Jim Harrison. Legends of the fall, the Beast God Forgot to Invent, True North, A Woman Lit by Fireflies, get his book of short stories, Just Before Dark. Tough, intellectual, sensitive, funny and a wordsmith who holds you page by page. A gourmet hunter fisherman with his main subjects always right there to discuss, women, love, sex, food, hunting. Oh yes Brown Dog can't be missed.

Gregory MaGuire. Wicked--life and times of the Wicked Witch of the West.
Ursula LeGuin. Earthsea Trilogy
Agathy Christie--anything by her--specially the Hercule Poirot series.

Louis Lamour. I read every one of his books, the hayburner westerns as well as other real classics--The Walking Drum, 1700's adventures of a son's quest to rescue his father from Arab Kidnappers . Sitka, about Alaska. The Sackett series start with a man in Ireland falsely charged with a crime and he makes his way to America. The Hanuted Mesa is a great one also.

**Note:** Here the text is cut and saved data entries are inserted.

//! Layout engine: packs classified groups into frames and notes on a fixed grid.
//!
//! DESIGN
//! ======
//! Frames stack top to bottom in columns of [`FRAMES_PER_COLUMN`]; a full
//! column starts a new one to the right. Inside a frame, notes fill rows of
//! [`NOTES_PER_ROW`] left to right. Frame height is derived from the row
//! count, so nothing can overlap and the result is a pure function of the
//! grouping. Note coordinates are relative to the owning frame and point at
//! the note center, which is why the first note sits at half a note in.

use serde::Serialize;

use crate::classify::{GroupRule, Grouping};
use crate::connect::IntegrityError;
use crate::graph::{Graph, NodeId};

// Geometry (canvas pixels).
pub const NOTE_WIDTH: f64 = 200.0;
pub const NOTE_HEIGHT: f64 = 230.0;
pub const NOTE_GAP_X: f64 = 30.0;
pub const NOTE_GAP_Y: f64 = 20.0;
pub const FRAME_WIDTH: f64 = 2000.0;
pub const FRAME_GAP_X: f64 = 200.0;
pub const FRAME_GAP_Y: f64 = 500.0;
pub const NOTES_PER_ROW: usize = 8;
pub const FRAMES_PER_COLUMN: usize = 3;

/// Height of one row of notes inside a frame, padded above and below.
pub const FRAME_ROW_HEIGHT: f64 = NOTE_HEIGHT + 2.0 * NOTE_GAP_Y;
pub const NOTE_ORIGIN_X: f64 = NOTE_WIDTH / 2.0;
pub const NOTE_ORIGIN_Y: f64 = NOTE_HEIGHT / 2.0 + NOTE_GAP_Y;

// =============================================================================
// TYPES
// =============================================================================

/// A node placed inside a frame, relative to the frame origin.
#[derive(Debug, Clone, PartialEq, Serialize)]
pub struct PositionedNote {
    pub node: NodeId,
    pub text: String,
    pub x: f64,
    pub y: f64,
    pub width: f64,
    /// Set once the canvas has created the note.
    #[serde(skip_serializing_if = "Option::is_none")]
    pub remote_id: Option<String>,
}

/// One visual container per non-empty group.
#[derive(Debug, Clone, PartialEq, Serialize)]
pub struct Frame {
    pub group_index: usize,
    pub title: String,
    pub color: String,
    pub x: f64,
    pub y: f64,
    pub width: f64,
    pub height: f64,
    pub notes: Vec<PositionedNote>,
    /// Set once the canvas has created the frame.
    #[serde(skip_serializing_if = "Option::is_none")]
    pub remote_id: Option<String>,
}

#[derive(Debug, Clone, PartialEq, Default, Serialize)]
pub struct Layout {
    pub frames: Vec<Frame>,
}

impl Layout {
    /// Number of note rows a frame with `note_count` notes needs.
    #[must_use]
    pub fn frame_rows(note_count: usize) -> usize {
        note_count.div_ceil(NOTES_PER_ROW)
    }

    #[must_use]
    pub fn frame_height(note_count: usize) -> f64 {
        #[allow(clippy::cast_precision_loss)]
        let rows = Self::frame_rows(note_count) as f64;
        rows * FRAME_ROW_HEIGHT
    }

    #[must_use]
    pub fn note_count(&self) -> usize {
        self.frames.iter().map(|f| f.notes.len()).sum()
    }

    /// All notes across all frames, in frame order.
    pub fn notes(&self) -> impl Iterator<Item = (&Frame, &PositionedNote)> {
        self.frames
            .iter()
            .flat_map(|frame| frame.notes.iter().map(move |note| (frame, note)))
    }

    /// True when every frame and note carries a remote id.
    #[must_use]
    pub fn is_placed(&self) -> bool {
        self.frames
            .iter()
            .all(|f| f.remote_id.is_some() && f.notes.iter().all(|n| n.remote_id.is_some()))
    }
}

// =============================================================================
// LAYOUT
// =============================================================================

/// Place every non-empty group as a frame and every node as a note.
///
/// # Errors
///
/// Returns `IntegrityError` if the grouping refers to a rule index or node id
/// that does not exist, which means it was built from a different graph or
/// rule list.
pub fn layout(graph: &Graph, rules: &[GroupRule], grouping: &Grouping) -> Result<Layout, IntegrityError> {
    let mut frames = Vec::new();
    let mut col_x = 0.0;
    let mut row_y = 0.0;

    for (placed, group) in grouping.non_empty().enumerate() {
        let rule = rules
            .get(group.rule_index)
            .ok_or(IntegrityError::UnknownRule { index: group.rule_index })?;
        let height = Layout::frame_height(group.len());

        frames.push(Frame {
            group_index: group.rule_index,
            title: rule.title().to_owned(),
            color: rule.color.clone(),
            x: col_x,
            y: row_y,
            width: FRAME_WIDTH,
            height,
            notes: place_notes(graph, &group.nodes)?,
            remote_id: None,
        });

        if (placed + 1).is_multiple_of(FRAMES_PER_COLUMN) {
            col_x += FRAME_WIDTH + FRAME_GAP_X;
            row_y = 0.0;
        } else {
            row_y += height + FRAME_GAP_Y;
        }
    }

    Ok(Layout { frames })
}

/// Row-major note placement starting at [`NOTE_ORIGIN_X`], [`NOTE_ORIGIN_Y`].
fn place_notes(graph: &Graph, ids: &[NodeId]) -> Result<Vec<PositionedNote>, IntegrityError> {
    let mut notes = Vec::with_capacity(ids.len());
    let mut x = NOTE_ORIGIN_X;
    let mut y = NOTE_ORIGIN_Y;

    for (k, &id) in ids.iter().enumerate() {
        let node = graph.node(id).ok_or(IntegrityError::UnknownNode { node: id })?;
        notes.push(PositionedNote { node: id, text: node.name.clone(), x, y, width: NOTE_WIDTH, remote_id: None });

        if (k + 1).is_multiple_of(NOTES_PER_ROW) {
            x = NOTE_ORIGIN_X;
            y += NOTE_HEIGHT + NOTE_GAP_Y;
        } else {
            x += NOTE_WIDTH + NOTE_GAP_X;
        }
    }

    Ok(notes)
}

#[cfg(test)]
#[path = "layout_test.rs"]
mod tests;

James Lee Burke. Great Detective stories set in Southern Louisiana and New Orleans. Tough ex alcoholic Dave Robichaux lives in a fishing camp near New Iberia with his wife and daughter, works for sheriff's office, ex N.O. Cop. Get his stuff, haunting, wonderful images and thrill packed pages--Neon Rain, Cadillac Jukebox, In the Electric Mist with Confederate Dead.

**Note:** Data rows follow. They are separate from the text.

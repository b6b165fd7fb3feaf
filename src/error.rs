//! Shared error code contract.

/// Grepable error code and retryable flag for structured error logging.
pub trait ErrorCode: std::fmt::Display {
    fn error_code(&self) -> &'static str;

    fn retryable(&self) -> bool {
        false
    }
}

CS Forester, Hornblower series.

Carl Hiassen. Set in Florida. Totally wild stories about wild people. Hilarious characters. Natuyre Girl, Skinny Dip, Lucky You, Hoot, Native Tongue. Always involve some stupid badass guy getting what he deserves.

James Patterson. Great mysteries. When the Wind Blows, books with nursery rhyme titles.
Bruce Wiseman---Mind Games. Bruce putme onto reading Sol Stein's Stein on Writing, the best book on writing I have read.
Jack Vance.

Eric Van Lustbader, the Ninja, White Ninja, The Bourne Legacy. Gutsy, great writing.
Ludlum. Bourne Series, Matarese Circle. Recently Lustbader took the Bourne series to a new level.
Michael Chrichton. Andromeda Strain, Jurassic Park, Timieline, Prey,, Eaters of the Dead, the Thirteenth Warrior.

John Le Carre--Spy who came in frm the cold, the Night Manager, Constant Gardner.
Clive Cussler, Dirk Pitt series. Watch this one though, his name may appear on the cover, but another name in small print appears below his, who really wrote new stuff out there. I have been disappointed in these subliminal authors sliding in below the radar under his name. Clive is great though.

I have run out of authors as I sit here putting this together, but there are many others that I discover and read until I have "read him or her up." You can't miss reading these. I will supplement as I discover others.